November is going to be an expensive month … not because I’m going anywhere (although I am going to Toronto next week for the Canadian Personal Finance Conference), but because I pre-ordered one of the new Apple Macbook Pro computers.
I bought my current MBP six years ago, and it has served me well. In fact, aside from it running hot, it’s still a very good computer … it just doesn’t work for my purposes anymore. I work my computers hard, and the lag in the last 6 months has become so bad that I’ve stopped doing any sort of photo editing or design work. And that needs to change.
So with some of the freelance money I’ve earned this year, I’ll be getting my new computer in just a couple of weeks! I had budgeted $3,500 and with taxes, my purchase came to $3,269.84. I’m really pleased I was able to come in under budget, and I plan on selling my old computer which I think should get me a few hundred dollars.
Anyway, onto this month’s budget!
I’ve included money in my budget this month for clothing – I’d like to get a pair of black boots as I had to throw away my last pair two winters ago. I also need to get two pairs of shoes repaired, and would like to buy a pair of pants for work.
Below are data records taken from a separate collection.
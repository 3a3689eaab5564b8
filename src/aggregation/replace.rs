use crate::structure::element::Element;

#[derive(Debug, Clone, PartialEq)]
pub enum Replacement {
    With(Element),
    /// Drop the node from its slot: removed from a list slot, emptied from a single one.
    Remove,
}

impl Replacement {
    fn to_slot(&self) -> Option<Box<Element>> {
        match self {
            Replacement::With(e) => Some(Box::new(e.clone())),
            Replacement::Remove => None,
        }
    }
}

/// Replaces the first node structurally equal to `target`, searching in the
/// same slot order as [`candidates`](super::traversal::candidates) but
/// checking the subject before the predicate. Returns whether a node matched.
///
/// When `tree` itself equals `target` this reports `true` without touching
/// anything: the root has no parent slot. Callers that need to swap the whole
/// tree do it themselves.
pub fn replace(tree: &mut Element, target: &Element, replacement: Replacement) -> bool {
    if *tree == *target {
        return true;
    }
    replace_below(tree, target, &replacement)
}

/// Shorthand for `replace(tree, target, Replacement::Remove)`.
pub fn remove(tree: &mut Element, target: &Element) -> bool {
    replace(tree, target, Replacement::Remove)
}

fn replace_below(tree: &mut Element, target: &Element, replacement: &Replacement) -> bool {
    match tree {
        Element::Clause(c) => {
            replace_single(&mut c.subject, target, replacement)
                || replace_single(&mut c.predicate, target, replacement)
        }
        Element::Coordination(c) => replace_in_list(&mut c.coordinates, false, target, replacement),
        Element::Phrase(p) => {
            replace_in_list(&mut p.post_modifiers, true, target, replacement)
                || replace_in_list(&mut p.complements, true, target, replacement)
                || replace_single(&mut p.head, target, replacement)
                || replace_in_list(&mut p.pre_modifiers, true, target, replacement)
                || (p.is_noun_phrase() && replace_single(&mut p.specifier, target, replacement))
                || replace_in_list(&mut p.front_modifiers, true, target, replacement)
        }
        Element::Word(_) | Element::Placeholder => false,
    }
}

fn replace_single(slot: &mut Option<Box<Element>>, target: &Element, replacement: &Replacement) -> bool {
    if slot.as_deref() == Some(target) {
        *slot = replacement.to_slot();
        return true;
    }
    match slot.as_deref_mut() {
        Some(node) => replace_below(node, target, replacement),
        None => false,
    }
}

fn replace_in_list(list: &mut Vec<Element>, reversed: bool, target: &Element, replacement: &Replacement) -> bool {
    let indices: Box<dyn Iterator<Item = usize>> = if reversed {
        Box::new((0..list.len()).rev())
    } else {
        Box::new(0..list.len())
    };
    for i in indices {
        if list[i] == *target {
            match replacement {
                Replacement::With(e) => list[i] = e.clone(),
                Replacement::Remove => {
                    list.remove(i);
                }
            }
            return true;
        }
        if replace_below(&mut list[i], target, replacement) {
            return true;
        }
    }
    false
}

#[cfg(test)]
mod tests {
    use super::*;
    use crate::structure::notation::NotationParser;

    fn parse(s: &str) -> Element {
        NotationParser::parse_sentence(s).unwrap()
    }

    #[test]
    fn rightmost_equal_node_is_replaced_first() {
        let mut tree = parse("(NP pre: [\"big\"/adj \"big\"/adj] head: \"dog\"/noun)");
        assert!(replace(&mut tree, &parse("\"big\"/adj"), Replacement::With(Element::Placeholder)));
        assert_eq!(tree, parse("(NP pre: [\"big\"/adj _] head: \"dog\"/noun)"));
    }

    #[test]
    fn subject_is_checked_before_predicate() {
        let mut tree = parse("(S subj: \"run\"/verb vp: (VP head: \"run\"/verb))");
        assert!(remove(&mut tree, &parse("\"run\"/verb")));
        assert_eq!(tree, parse("(S vp: (VP head: \"run\"/verb))"));
    }

    #[test]
    fn removal_is_not_repeatable() {
        let mut tree = parse("(VP head: \"put\"/verb comp: [\"apple\"/noun])");
        let target = parse("\"apple\"/noun");
        assert!(remove(&mut tree, &target));
        assert!(!remove(&mut tree, &target));
        assert_eq!(tree, parse("(VP head: \"put\"/verb)"));
    }

    #[test]
    fn absent_target_leaves_tree_untouched() {
        let mut tree = parse("(S subj: \"John\"/noun vp: (VP head: \"sleep\"/verb))");
        let before = tree.clone();
        assert!(!replace(&mut tree, &parse("\"Mary\"/noun"), Replacement::Remove));
        assert_eq!(tree, before);
    }

    #[test]
    fn root_match_reports_success_without_mutation() {
        let mut tree = parse("\"John\"/noun");
        let before = tree.clone();
        assert!(replace(&mut tree, &before, Replacement::With(Element::Placeholder)));
        assert_eq!(tree, before);
    }

    #[test]
    fn descends_into_specifier_and_coordination_members() {
        let mut tree = parse("(NP spec: (COORD \"and\" \"this\"/det \"that\"/det) head: \"idea\"/noun)");
        assert!(replace(&mut tree, &parse("\"that\"/det"), Replacement::With(parse("\"those\"/det"))));
        assert_eq!(tree, parse("(NP spec: (COORD \"and\" \"this\"/det \"those\"/det) head: \"idea\"/noun)"));
    }
}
Also I’ve included about half my budget for Christmas gifts. :)
November 2016 Goals:
- Shop around for tenant insurance – ours expires at the end of the month, so I’ll call around to a few places to see if we can get a lower rate.
- Create my budgeting spreadsheet for 2017 – I stopped using Quicken a few years ago and track my budget in my own Excel spreadsheet. Except that it has gotten quite robust and complicated over the years with so many linked cells across multiple tabs. I want to set up a clean version for 2017 so that I don’t have to worry about it next month. :)
- Freelancing – I need to wrap up the last of my freelance contracts for 2016 and start the negotiating for contracts during the first half of 2017. I’ve also been getting inquiries about doing some freelance design work, which I might pick up just for fun … haven’t done any contracted design work in a while!